**WHAT TO DO:**
Every line between the top of the data below and the line with "-> Result<Json<Vec<PurchaseEvent>>, ApiError>", both ends included, must be retyped exactly.

**ENTRIES SUPPLIED:**
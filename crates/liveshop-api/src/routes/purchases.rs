//! Routes for the Purchases bounded context.

use axum::extract::State;
use axum::{Json, Router, routing::get};
use tracing::{debug, instrument};

use liveshop_core::model::PurchaseEvent;
use liveshop_purchases::application::query_handlers::{self, Notification};

use crate::error::ApiError;
use crate::state::AppState;

/// GET /recent-purchases
#[instrument(skip(state))]
async fn recent_purchases(
    State(state): State<AppState>,
) -> Result<Json<Vec<PurchaseEvent>>, ApiError> {
    let purchases = query_handlers::recent_purchases(&*state.event_log).await?;
    debug!(count = purchases.len(), "read recent purchases");
    Ok(Json(purchases))
}

/// GET /latest-notification
#[instrument(skip(state))]
async fn latest_notification(
    State(state): State<AppState>,
) -> Result<Json<Notification>, ApiError> {
    let notification = query_handlers::latest_notification(&*state.event_log).await?;
    Ok(Json(notification))
}

/// Returns the router for the purchases context.
pub fn router() -> Router<AppState> {
    Router::new()
        .route("/recent-purchases", get(recent_purchases))
        .route("/latest-notification", get(latest_notification))
}

#[cfg(test)]
mod tests {
    use super::*;

    use std::sync::Arc;

    use axum::body::Body;
    use axum::http::{Request, StatusCode};
    use chrono::{TimeZone, Utc};
    use liveshop_core::event_log::EventLog;
    use liveshop_core::model::NewPurchase;
    use liveshop_purchases::domain::codec::{RECENT_PURCHASES_KEY, encode_entry};
    use liveshop_test_support::{
        FailingEventLog, FixedClock, InMemoryDomainStore, InMemoryEventLog, corrupt_entry,
        sample_event, sample_product, sample_user,
    };
    use serde_json::Value;
    use tower::ServiceExt;

    fn app_state_with(event_log: Arc<dyn EventLog>) -> AppState {
        AppState::new(
            Arc::new(FixedClock(Utc::now())),
            Arc::new(InMemoryDomainStore::new()),
            event_log,
        )
    }

    fn purchase_entry(id: i64, product_name: &str, quantity: i32) -> String {
        let purchase = NewPurchase {
            user: sample_user(1),
            event: sample_event(1),
            product: sample_product(id, product_name, 20.0),
            quantity,
            price: 20.0,
            purchase_date: Utc.with_ymd_and_hms(2024, 8, 28, 10, 0, 0).unwrap(),
        }
        .into_persisted(id);
        encode_entry(&purchase).unwrap()
    }

    async fn get(state: AppState, uri: &str) -> (StatusCode, Value) {
        let request = Request::builder().uri(uri).body(Body::empty()).unwrap();
        let response = router().with_state(state).oneshot(request).await.unwrap();
        let status = response.status();
        let body_bytes = axum::body::to_bytes(response.into_body(), usize::MAX)
            .await
            .unwrap();
        (status, serde_json::from_slice(&body_bytes).unwrap())
    }

    #[tokio::test]
    async fn test_recent_purchases_returns_log_in_append_order() {
        // Arrange
        let log = InMemoryEventLog::new().with_entries(
            RECENT_PURCHASES_KEY,
            vec![purchase_entry(1, "Smartphone", 2), purchase_entry(2, "Laptop", 1)],
        );

        // Act
        let (status, json) = get(app_state_with(Arc::new(log)), "/recent-purchases").await;

        // Assert
        assert_eq!(status, StatusCode::OK);
        let purchases = json.as_array().unwrap();
        assert_eq!(purchases.len(), 2);
        assert_eq!(purchases[0]["ID"], 1);
        assert_eq!(purchases[0]["Product"]["Name"], "Smartphone");
        assert_eq!(purchases[1]["ID"], 2);
    }

    #[tokio::test]
    async fn test_recent_purchases_returns_empty_array_for_empty_log() {
        let (status, json) =
            get(app_state_with(Arc::new(InMemoryEventLog::new())), "/recent-purchases").await;

        assert_eq!(status, StatusCode::OK);
        assert_eq!(json, serde_json::json!([]));
    }

    #[tokio::test]
    async fn test_recent_purchases_returns_500_for_corrupt_entry() {
        // Arrange
        let log = InMemoryEventLog::new().with_entries(
            RECENT_PURCHASES_KEY,
            vec![purchase_entry(1, "Smartphone", 2), corrupt_entry()],
        );

        // Act
        let (status, json) = get(app_state_with(Arc::new(log)), "/recent-purchases").await;

        // Assert
        assert_eq!(status, StatusCode::INTERNAL_SERVER_ERROR);
        assert_eq!(json["error"], "decode_error");
        assert!(json["message"].as_str().unwrap().contains("entry 1"));
    }

    #[tokio::test]
    async fn test_latest_notification_describes_tail_entry() {
        let log = InMemoryEventLog::new().with_entries(
            RECENT_PURCHASES_KEY,
            vec![purchase_entry(1, "Smartphone", 2), purchase_entry(2, "Laptop", 3)],
        );

        let (status, json) = get(app_state_with(Arc::new(log)), "/latest-notification").await;

        assert_eq!(status, StatusCode::OK);
        assert_eq!(json["message"], "New purchase: 3 x Laptop");
    }

    #[tokio::test]
    async fn test_latest_notification_returns_404_for_empty_log() {
        let (status, json) = get(
            app_state_with(Arc::new(InMemoryEventLog::new())),
            "/latest-notification",
        )
        .await;

        assert_eq!(status, StatusCode::NOT_FOUND);
        assert_eq!(json["error"], "not_found");
    }

    #[tokio::test]
    async fn test_latest_notification_returns_500_when_log_fails() {
        let (status, json) =
            get(app_state_with(Arc::new(FailingEventLog)), "/latest-notification").await;

        assert_eq!(status, StatusCode::INTERNAL_SERVER_ERROR);
        assert_eq!(json["error"], "transport_error");
    }
}
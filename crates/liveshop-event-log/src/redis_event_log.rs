//! Redis implementation of the `EventLog` trait.
//!
//! Each key is a Redis list. Appends are `RPUSH`, the full read is
//! `LRANGE key 0 -1` and the tail read is `LRANGE key -1 -1`.

use std::time::Duration;

use async_trait::async_trait;
use redis::aio::{ConnectionManager, ConnectionManagerConfig};
use redis::{AsyncCommands, Client};

use liveshop_core::error::DomainError;
use liveshop_core::event_log::EventLog;

/// Redis-backed event log.
#[derive(Clone)]
pub struct RedisEventLog {
    /// Connection manager for connection pooling and reconnects.
    conn_manager: ConnectionManager,
}

impl RedisEventLog {
    /// Connects to Redis.
    ///
    /// `timeout` bounds both connection establishment and every command's
    /// response time.
    ///
    /// # Errors
    ///
    /// Returns `DomainError::Transport` if the URL is invalid or the initial
    /// connection fails.
    pub async fn connect(redis_url: &str, timeout: Duration) -> Result<Self, DomainError> {
        let client = Client::open(redis_url)
            .map_err(|e| DomainError::Transport(format!("failed to create Redis client: {e}")))?;

        let config = ConnectionManagerConfig::new()
            .set_connection_timeout(timeout)
            .set_response_timeout(timeout);

        let conn_manager = ConnectionManager::new_with_config(client, config)
            .await
            .map_err(|e| {
                DomainError::Transport(format!("failed to create Redis connection manager: {e}"))
            })?;

        tracing::info!("connected to Redis event log");

        Ok(Self { conn_manager })
    }
}

#[async_trait]
impl EventLog for RedisEventLog {
    async fn append(&self, key: &str, entry: String) -> Result<(), DomainError> {
        let mut conn = self.conn_manager.clone();

        let length: i64 = conn
            .rpush(key, entry)
            .await
            .map_err(|e| DomainError::Transport(format!("failed to append to {key}: {e}")))?;

        tracing::debug!(key, length, "appended event log entry");
        Ok(())
    }

    async fn read_all(&self, key: &str) -> Result<Vec<String>, DomainError> {
        let mut conn = self.conn_manager.clone();

        conn.lrange(key, 0, -1)
            .await
            .map_err(|e| DomainError::Transport(format!("failed to read {key}: {e}")))
    }

    async fn read_last(&self, key: &str) -> Result<Option<String>, DomainError> {
        let mut conn = self.conn_manager.clone();

        let mut tail: Vec<String> = conn
            .lrange(key, -1, -1)
            .await
            .map_err(|e| DomainError::Transport(format!("failed to read tail of {key}: {e}")))?;

        Ok(tail.pop())
    }
}
//! Purchase selection policy.
//!
//! A user, an event and a product are each drawn uniformly and
//! independently; nothing ties the product to the event it is bought in.
//! RNG draw order is user index, event index, product index, quantity.

use chrono::{DateTime, Utc};
use liveshop_core::error::DomainError;
use liveshop_core::model::{Event, NewPurchase, Product, User};
use liveshop_core::rng::DeterministicRng;

/// Smallest quantity a generated purchase can have.
pub const MIN_QUANTITY: u32 = 1;
/// Largest quantity a generated purchase can have.
pub const MAX_QUANTITY: u32 = 5;

/// The entities a purchase is drawn from.
#[derive(Debug, Clone, Default)]
pub struct Catalog {
    /// Candidate buyers.
    pub users: Vec<User>,
    /// Candidate events.
    pub events: Vec<Event>,
    /// Candidate products.
    pub products: Vec<Product>,
}

impl Catalog {
    /// Checks that every collection has at least one entry.
    ///
    /// # Errors
    ///
    /// Returns `DomainError::Validation` naming the first empty collection.
    pub fn ensure_complete(&self) -> Result<(), DomainError> {
        let empty = if self.users.is_empty() {
            Some("users")
        } else if self.events.is_empty() {
            Some("events")
        } else if self.products.is_empty() {
            Some("products")
        } else {
            None
        };

        match empty {
            Some(name) => Err(DomainError::Validation(format!(
                "cannot generate a purchase: no {name} available"
            ))),
            None => Ok(()),
        }
    }
}

fn pick<'a, T>(items: &'a [T], rng: &mut dyn DeterministicRng) -> Result<&'a T, DomainError> {
    let last = u32::try_from(items.len().saturating_sub(1))
        .map_err(|_| DomainError::Validation("collection too large to sample".to_owned()))?;
    let index = rng.next_u32_range(0, last) as usize;
    items
        .get(index)
        .ok_or_else(|| DomainError::Validation(format!("index {index} out of range")))
}

/// Rejects catalog rows the event log cannot carry: a price that is negative
/// or not finite, or an event duration that is negative or does not fit in
/// `i64` nanoseconds.
fn ensure_recordable(event: &Event, product: &Product) -> Result<(), DomainError> {
    if !product.price.is_finite() || product.price < 0.0 {
        return Err(DomainError::Validation(format!(
            "product {} has an unusable price {}",
            product.id, product.price
        )));
    }
    match event.duration.num_nanoseconds() {
        Some(nanos) if nanos >= 0 => Ok(()),
        _ => Err(DomainError::Validation(format!(
            "event {} has an unusable duration",
            event.id
        ))),
    }
}

/// Draws one purchase from the catalog, priced at the product's current
/// price and dated `now`.
///
/// # Errors
///
/// Returns `DomainError::Validation` if any catalog collection is empty, or
/// if the drawn product's price or event's duration cannot be recorded.
pub fn select_purchase(
    catalog: &Catalog,
    now: DateTime<Utc>,
    rng: &mut dyn DeterministicRng,
) -> Result<NewPurchase, DomainError> {
    catalog.ensure_complete()?;

    let user = pick(&catalog.users, rng)?;
    let event = pick(&catalog.events, rng)?;
    let product = pick(&catalog.products, rng)?;
    let quantity = i32::try_from(rng.next_u32_range(MIN_QUANTITY, MAX_QUANTITY))
        .map_err(|_| DomainError::Validation("quantity out of range".to_owned()))?;
    ensure_recordable(event, product)?;

    Ok(NewPurchase {
        user: user.clone(),
        event: event.clone(),
        product: product.clone(),
        quantity,
        price: product.price,
        purchase_date: now,
    })
}

#[cfg(test)]
mod tests {
    use chrono::{TimeDelta, TimeZone};
    use liveshop_core::rng::SystemRng;
    use liveshop_test_support::{
        MockRng, SequenceRng, sample_event, sample_product, sample_user,
    };

    use super::*;

    fn full_catalog() -> Catalog {
        Catalog {
            users: vec![sample_user(1), sample_user(2), sample_user(3)],
            events: vec![sample_event(10), sample_event(20)],
            products: vec![
                sample_product(100, "Cool T-shirt", 19.99),
                sample_product(200, "Smartphone", 299.99),
                sample_product(300, "Gaming Console", 499.99),
            ],
        }
    }

    fn fixed_now() -> DateTime<Utc> {
        Utc.with_ymd_and_hms(2026, 1, 15, 10, 0, 0).unwrap()
    }

    #[test]
    fn test_select_purchase_follows_rng_draw_order() {
        // Arrange
        let mut rng = SequenceRng::new(vec![2, 0, 1, 4]);

        // Act
        let purchase = select_purchase(&full_catalog(), fixed_now(), &mut rng).unwrap();

        // Assert
        assert_eq!(purchase.user.id, 3);
        assert_eq!(purchase.event.id, 10);
        assert_eq!(purchase.product.id, 200);
        assert_eq!(purchase.quantity, 4);
        assert_eq!(purchase.purchase_date, fixed_now());
    }

    #[test]
    fn test_select_purchase_copies_current_product_price() {
        let mut rng = SequenceRng::new(vec![0, 0, 2, 1]);

        let purchase = select_purchase(&full_catalog(), fixed_now(), &mut rng).unwrap();

        assert!((purchase.price - 499.99).abs() < f64::EPSILON);
    }

    #[test]
    fn test_select_purchase_quantity_stays_within_bounds() {
        let mut rng = SystemRng::seeded(99);
        let catalog = full_catalog();

        for _ in 0..500 {
            let purchase = select_purchase(&catalog, fixed_now(), &mut rng).unwrap();
            assert!((1..=5).contains(&purchase.quantity));
        }
    }

    #[test]
    fn test_mock_rng_yields_minimum_quantity() {
        let purchase = select_purchase(&full_catalog(), fixed_now(), &mut MockRng).unwrap();

        assert_eq!(purchase.quantity, 1);
        assert_eq!(purchase.user.id, 1);
    }

    #[test]
    fn test_select_purchase_rejects_each_empty_collection() {
        let cases = [
            ("users", Catalog { users: vec![], ..full_catalog() }),
            ("events", Catalog { events: vec![], ..full_catalog() }),
            ("products", Catalog { products: vec![], ..full_catalog() }),
        ];

        for (name, catalog) in cases {
            match select_purchase(&catalog, fixed_now(), &mut MockRng) {
                Err(DomainError::Validation(msg)) => assert!(msg.contains(name)),
                other => panic!("expected Validation for empty {name}, got {other:?}"),
            }
        }
    }

    #[test]
    fn test_select_purchase_rejects_non_finite_price() {
        for price in [f64::NAN, f64::INFINITY, -1.0] {
            // Arrange
            let catalog = Catalog {
                products: vec![sample_product(100, "Cool T-shirt", price)],
                ..full_catalog()
            };

            // Act
            let result = select_purchase(&catalog, fixed_now(), &mut MockRng);

            // Assert
            match result {
                Err(DomainError::Validation(msg)) => assert!(msg.contains("product 100")),
                other => panic!("expected Validation for price {price}, got {other:?}"),
            }
        }
    }

    #[test]
    fn test_select_purchase_rejects_duration_beyond_i64_nanoseconds() {
        let catalog = Catalog {
            events: vec![Event {
                duration: TimeDelta::days(120_000),
                ..sample_event(10)
            }],
            ..full_catalog()
        };

        let result = select_purchase(&catalog, fixed_now(), &mut MockRng);

        match result {
            Err(DomainError::Validation(msg)) => assert!(msg.contains("event 10")),
            other => panic!("expected Validation, got {other:?}"),
        }
    }

    #[test]
    fn test_select_purchase_only_checks_the_drawn_rows() {
        // Arrange: the unusable product is never drawn.
        let mut catalog = full_catalog();
        catalog.products[2].price = f64::NAN;
        let mut rng = SequenceRng::new(vec![0, 0, 1, 1]);

        // Act
        let purchase = select_purchase(&catalog, fixed_now(), &mut rng).unwrap();

        // Assert
        assert_eq!(purchase.product.id, 200);
    }
}
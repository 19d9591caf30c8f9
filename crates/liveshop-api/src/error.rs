//! Startup failures and the JSON error responses returned by handlers.

use axum::Json;
use axum::http::StatusCode;
use axum::response::{IntoResponse, Response};
use liveshop_core::error::DomainError;
use serde::Serialize;
use thiserror::Error;

/// Anything that stops the server from starting or serving.
#[derive(Debug, Error)]
pub enum AppError {
    /// A required environment variable is missing or invalid.
    #[error("configuration error: {0}")]
    Config(String),

    /// The Postgres pool could not connect, or seeding failed.
    #[error("database error: {0}")]
    Database(#[from] sqlx::Error),

    /// Schema migration failed.
    #[error("migration error: {0}")]
    Migration(#[from] sqlx::migrate::MigrateError),

    /// Redis could not be reached at startup.
    #[error("event log error: {0}")]
    EventLog(String),

    /// The tracing subscriber or span exporter could not be installed.
    #[error("telemetry error: {0}")]
    Telemetry(String),

    /// Binding the listener or serving failed.
    #[error("server error: {0}")]
    Server(#[from] std::io::Error),
}

/// Body of every non-2xx response.
#[derive(Debug, Serialize)]
pub struct ErrorBody {
    /// Stable machine-readable code, e.g. `not_found`.
    pub error: &'static str,
    /// The domain error rendered as text.
    pub message: String,
}

/// Handler error. Wraps a `DomainError` so `?` works in handlers.
#[derive(Debug)]
pub struct ApiError(pub DomainError);

impl From<DomainError> for ApiError {
    fn from(err: DomainError) -> Self {
        Self(err)
    }
}

fn status_and_code(err: &DomainError) -> (StatusCode, &'static str) {
    match err {
        DomainError::NotFound(_) => (StatusCode::NOT_FOUND, "not_found"),
        DomainError::Validation(_) => (StatusCode::BAD_REQUEST, "validation_error"),
        DomainError::Transport(_) => (StatusCode::INTERNAL_SERVER_ERROR, "transport_error"),
        DomainError::Decode(_) => (StatusCode::INTERNAL_SERVER_ERROR, "decode_error"),
    }
}

impl IntoResponse for ApiError {
    fn into_response(self) -> Response {
        let (status, error) = status_and_code(&self.0);

        // 4xx are the caller's problem; only log what the operator must see.
        if status.is_server_error() {
            tracing::error!(error = %self.0, "request failed");
        }

        let body = ErrorBody {
            error,
            message: self.0.to_string(),
        };
        (status, Json(body)).into_response()
    }
}
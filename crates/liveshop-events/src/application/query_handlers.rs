//! Query handlers for the Events context.

use liveshop_core::clock::Clock;
use liveshop_core::error::DomainError;
use liveshop_core::model::{EntityId, Event};
use liveshop_core::store::DomainStore;
use serde::Serialize;

use crate::domain::window::{self, EventWindow, EventWindows};

/// Read-only view of a single event page.
#[derive(Debug, Clone, PartialEq, Serialize)]
pub struct EventCountdownView {
    /// The event.
    pub event: Event,
    /// Its current window.
    pub window: EventWindow,
    /// Countdown (or elapsed) text relative to the event's end.
    pub remaining_time: String,
}

/// Loads every event and splits it into live and upcoming lists.
///
/// # Errors
///
/// Returns `DomainError::Transport` if the store cannot be read.
pub async fn list_event_windows(
    clock: &dyn Clock,
    store: &dyn DomainStore,
) -> Result<EventWindows, DomainError> {
    let events = store.list_events().await?;
    Ok(window::partition(clock.now(), events))
}

/// Loads one event and computes its window and countdown text.
///
/// # Errors
///
/// Returns `DomainError::NotFound` if no event has `event_id`.
/// Returns `DomainError::Transport` if the store cannot be read.
pub async fn get_event_countdown(
    event_id: EntityId,
    clock: &dyn Clock,
    store: &dyn DomainStore,
) -> Result<EventCountdownView, DomainError> {
    let event = store
        .find_event(event_id)
        .await?
        .ok_or_else(|| DomainError::NotFound(format!("event {event_id}")))?;

    let now = clock.now();
    let remaining_time = window::remaining_time(now, &event);
    tracing::debug!(event_id, %remaining_time, "computed event countdown");

    Ok(EventCountdownView {
        window: window::classify(now, &event),
        remaining_time,
        event,
    })
}
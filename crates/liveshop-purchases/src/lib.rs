//! Liveshop — Purchases bounded context.
//!
//! Responsible for fabricating purchases on a fixed schedule, writing them
//! through to the domain store and the event log, and serving the read
//! paths over both: the full purchase feed, the latest-purchase
//! notification and the dashboard totals.

pub mod application;
pub mod domain;
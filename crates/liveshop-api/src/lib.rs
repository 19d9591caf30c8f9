//! Liveshop API — HTTP surface and process wiring for the purchase pipeline.

pub mod config;
pub mod error;
pub mod routes;
pub mod state;
pub mod telemetry;
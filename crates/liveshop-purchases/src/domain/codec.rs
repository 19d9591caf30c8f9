//! Event log entry encoding.
//!
//! Each entry is a self-contained JSON document holding the whole purchase,
//! snapshots included.

use liveshop_core::error::DomainError;
use liveshop_core::model::PurchaseEvent;

/// Shared event log key that every purchase is appended under.
pub const RECENT_PURCHASES_KEY: &str = "recent_purchases";

/// Serializes a purchase into its event log form.
///
/// # Errors
///
/// Returns `DomainError::Validation` if a price is not finite or the event
/// duration is negative or overflows `i64` nanoseconds. JSON has no encoding
/// for `NaN` or infinity, and `serde_json` would silently write `null`.
pub fn encode_entry(purchase: &PurchaseEvent) -> Result<String, DomainError> {
    if !purchase.price.is_finite() || !purchase.product.price.is_finite() {
        return Err(DomainError::Validation(format!(
            "purchase {} has a non-finite price",
            purchase.id
        )));
    }
    serde_json::to_string(purchase).map_err(|e| {
        DomainError::Validation(format!("purchase {} cannot be encoded: {e}", purchase.id))
    })
}

/// Parses one event log entry. `position` names the entry in error messages.
///
/// # Errors
///
/// Returns `DomainError::Decode` if the entry is not a valid purchase.
pub fn decode_entry(position: &str, raw: &str) -> Result<PurchaseEvent, DomainError> {
    serde_json::from_str(raw)
        .map_err(|e| DomainError::Decode(format!("{position} is not a valid purchase: {e}")))
}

**ANSWER SPACE:**
filename crates/liveshop-api/src/routes/purchases.rs
//! Routes for the Purchases bounded context.

use axum::extract::State;
use axum::{Json, Router, routing::get};
use tracing::{debug, instrument};

use liveshop_core::model::PurchaseEvent;
use liveshop_purchases::application::query_handlers::{self, Notification};

use crate::error::ApiError;
use crate::state::AppState;

/// GET /recent-purchases
#[instrument(skip(state))]
async fn recent_purchases(
    State(state): State<AppState>,
) -> Result<Json<Vec<PurchaseEvent>>, ApiError> {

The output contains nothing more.